Note each line in the data below that holds "ListingUpdate", and copy it.

[[ INFORMATION SUPPLIED, beginning ]]

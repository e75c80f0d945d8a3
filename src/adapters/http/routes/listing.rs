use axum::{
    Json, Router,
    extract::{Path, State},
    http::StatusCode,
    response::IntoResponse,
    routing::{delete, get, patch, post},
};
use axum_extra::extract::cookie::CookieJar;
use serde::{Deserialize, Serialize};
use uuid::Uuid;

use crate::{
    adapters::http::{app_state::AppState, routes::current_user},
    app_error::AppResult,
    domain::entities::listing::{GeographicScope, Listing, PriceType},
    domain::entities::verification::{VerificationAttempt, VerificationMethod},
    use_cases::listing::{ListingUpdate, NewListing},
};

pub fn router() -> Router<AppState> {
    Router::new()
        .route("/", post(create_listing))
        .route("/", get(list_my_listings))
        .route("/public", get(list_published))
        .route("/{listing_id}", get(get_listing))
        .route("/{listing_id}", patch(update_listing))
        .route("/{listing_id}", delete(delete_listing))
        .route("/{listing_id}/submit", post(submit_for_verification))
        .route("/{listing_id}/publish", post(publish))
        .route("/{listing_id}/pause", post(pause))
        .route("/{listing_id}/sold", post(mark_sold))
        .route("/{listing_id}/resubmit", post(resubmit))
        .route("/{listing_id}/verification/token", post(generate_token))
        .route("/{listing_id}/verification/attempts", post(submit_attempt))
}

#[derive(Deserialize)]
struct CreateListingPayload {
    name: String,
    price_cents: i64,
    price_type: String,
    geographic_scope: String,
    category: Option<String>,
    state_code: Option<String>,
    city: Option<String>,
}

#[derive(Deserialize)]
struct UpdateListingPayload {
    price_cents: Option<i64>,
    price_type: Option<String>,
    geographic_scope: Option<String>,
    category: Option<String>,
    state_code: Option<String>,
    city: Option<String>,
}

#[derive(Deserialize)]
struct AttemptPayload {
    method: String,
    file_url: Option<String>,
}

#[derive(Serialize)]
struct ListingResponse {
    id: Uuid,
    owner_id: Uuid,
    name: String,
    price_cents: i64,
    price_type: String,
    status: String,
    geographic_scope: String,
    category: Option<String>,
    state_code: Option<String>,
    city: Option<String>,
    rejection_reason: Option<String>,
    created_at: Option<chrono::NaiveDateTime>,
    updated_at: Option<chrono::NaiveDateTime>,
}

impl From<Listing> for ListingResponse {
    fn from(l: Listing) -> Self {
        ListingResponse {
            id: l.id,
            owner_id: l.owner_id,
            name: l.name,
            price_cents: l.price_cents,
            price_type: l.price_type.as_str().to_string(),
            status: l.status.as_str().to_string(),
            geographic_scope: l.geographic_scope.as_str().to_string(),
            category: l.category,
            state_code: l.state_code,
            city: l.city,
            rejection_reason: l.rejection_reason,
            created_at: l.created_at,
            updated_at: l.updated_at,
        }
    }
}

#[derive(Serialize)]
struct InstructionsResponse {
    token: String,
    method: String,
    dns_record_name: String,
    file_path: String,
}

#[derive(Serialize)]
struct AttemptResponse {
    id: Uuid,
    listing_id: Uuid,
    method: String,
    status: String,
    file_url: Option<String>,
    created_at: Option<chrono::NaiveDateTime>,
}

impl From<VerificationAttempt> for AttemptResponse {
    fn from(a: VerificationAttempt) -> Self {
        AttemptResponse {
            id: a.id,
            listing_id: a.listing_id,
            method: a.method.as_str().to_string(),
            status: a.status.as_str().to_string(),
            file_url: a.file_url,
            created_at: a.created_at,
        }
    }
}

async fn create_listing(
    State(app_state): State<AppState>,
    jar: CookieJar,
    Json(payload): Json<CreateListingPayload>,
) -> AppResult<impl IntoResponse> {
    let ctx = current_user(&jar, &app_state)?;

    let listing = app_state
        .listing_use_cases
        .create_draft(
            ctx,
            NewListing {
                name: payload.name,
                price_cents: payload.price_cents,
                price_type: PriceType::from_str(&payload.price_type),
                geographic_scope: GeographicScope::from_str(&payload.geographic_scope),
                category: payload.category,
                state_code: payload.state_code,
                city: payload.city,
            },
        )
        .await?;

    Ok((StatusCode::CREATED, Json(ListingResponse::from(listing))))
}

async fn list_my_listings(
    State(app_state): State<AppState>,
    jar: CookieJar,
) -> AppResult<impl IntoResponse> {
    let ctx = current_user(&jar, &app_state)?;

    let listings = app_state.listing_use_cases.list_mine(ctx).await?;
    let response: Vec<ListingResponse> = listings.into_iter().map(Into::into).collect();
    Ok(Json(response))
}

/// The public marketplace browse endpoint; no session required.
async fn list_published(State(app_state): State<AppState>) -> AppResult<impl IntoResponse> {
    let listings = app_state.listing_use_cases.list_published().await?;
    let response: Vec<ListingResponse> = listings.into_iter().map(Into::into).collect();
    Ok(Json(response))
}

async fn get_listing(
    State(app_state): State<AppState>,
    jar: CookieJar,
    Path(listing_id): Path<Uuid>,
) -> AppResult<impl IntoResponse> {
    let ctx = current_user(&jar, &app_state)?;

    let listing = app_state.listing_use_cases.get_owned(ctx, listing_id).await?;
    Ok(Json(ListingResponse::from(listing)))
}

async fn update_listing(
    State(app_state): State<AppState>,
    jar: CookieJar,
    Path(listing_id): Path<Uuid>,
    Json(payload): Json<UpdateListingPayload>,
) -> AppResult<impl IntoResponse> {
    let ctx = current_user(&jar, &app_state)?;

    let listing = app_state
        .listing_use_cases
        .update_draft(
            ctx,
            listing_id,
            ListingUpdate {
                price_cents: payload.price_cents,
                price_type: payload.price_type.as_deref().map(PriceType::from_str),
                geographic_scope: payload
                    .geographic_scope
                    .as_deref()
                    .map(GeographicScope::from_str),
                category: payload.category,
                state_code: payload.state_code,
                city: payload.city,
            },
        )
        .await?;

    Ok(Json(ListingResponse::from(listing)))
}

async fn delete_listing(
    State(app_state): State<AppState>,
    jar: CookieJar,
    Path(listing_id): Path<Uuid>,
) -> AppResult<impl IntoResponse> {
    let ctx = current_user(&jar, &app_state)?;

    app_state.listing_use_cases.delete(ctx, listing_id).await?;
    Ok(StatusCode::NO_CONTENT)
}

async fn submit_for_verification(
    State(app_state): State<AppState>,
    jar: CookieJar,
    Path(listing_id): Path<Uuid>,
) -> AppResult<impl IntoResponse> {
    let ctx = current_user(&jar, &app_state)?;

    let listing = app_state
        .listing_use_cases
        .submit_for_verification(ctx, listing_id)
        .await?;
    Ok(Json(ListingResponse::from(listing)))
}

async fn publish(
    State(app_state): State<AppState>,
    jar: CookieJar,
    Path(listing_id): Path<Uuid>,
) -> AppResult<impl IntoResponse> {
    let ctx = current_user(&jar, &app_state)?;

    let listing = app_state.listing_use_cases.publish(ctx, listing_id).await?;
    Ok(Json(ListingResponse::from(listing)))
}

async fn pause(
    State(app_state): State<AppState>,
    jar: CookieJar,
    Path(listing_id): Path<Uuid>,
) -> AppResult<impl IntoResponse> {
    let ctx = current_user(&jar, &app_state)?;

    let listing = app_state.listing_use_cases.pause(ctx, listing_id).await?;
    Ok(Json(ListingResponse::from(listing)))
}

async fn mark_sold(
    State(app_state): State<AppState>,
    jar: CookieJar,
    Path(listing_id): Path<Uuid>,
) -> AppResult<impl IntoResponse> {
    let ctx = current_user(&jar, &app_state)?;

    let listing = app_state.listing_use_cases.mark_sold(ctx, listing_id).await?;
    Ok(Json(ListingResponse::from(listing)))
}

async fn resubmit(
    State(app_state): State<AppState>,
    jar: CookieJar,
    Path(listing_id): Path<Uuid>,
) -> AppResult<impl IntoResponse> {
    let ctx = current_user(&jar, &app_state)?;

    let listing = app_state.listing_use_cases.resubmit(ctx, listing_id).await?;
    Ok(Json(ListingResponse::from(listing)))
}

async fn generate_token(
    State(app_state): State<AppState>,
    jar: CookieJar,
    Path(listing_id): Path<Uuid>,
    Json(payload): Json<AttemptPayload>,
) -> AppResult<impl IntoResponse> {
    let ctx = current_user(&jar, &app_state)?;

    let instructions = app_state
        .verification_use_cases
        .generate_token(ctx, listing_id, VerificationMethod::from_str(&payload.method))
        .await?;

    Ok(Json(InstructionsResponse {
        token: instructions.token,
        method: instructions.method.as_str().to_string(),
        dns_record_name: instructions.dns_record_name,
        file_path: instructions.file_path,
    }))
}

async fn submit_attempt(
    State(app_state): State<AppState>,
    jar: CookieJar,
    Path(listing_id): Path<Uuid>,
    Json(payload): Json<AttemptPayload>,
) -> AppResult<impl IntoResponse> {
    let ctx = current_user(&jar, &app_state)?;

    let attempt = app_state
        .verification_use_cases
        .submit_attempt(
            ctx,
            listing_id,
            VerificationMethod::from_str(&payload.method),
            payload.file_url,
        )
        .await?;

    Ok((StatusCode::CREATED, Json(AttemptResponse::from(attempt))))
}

[[ INFORMATION SUPPLIED, end ]]

### RESULT OF THE EXERCISE
    use_cases::listing::{ListingUpdate, NewListing},
            ListingUpdate {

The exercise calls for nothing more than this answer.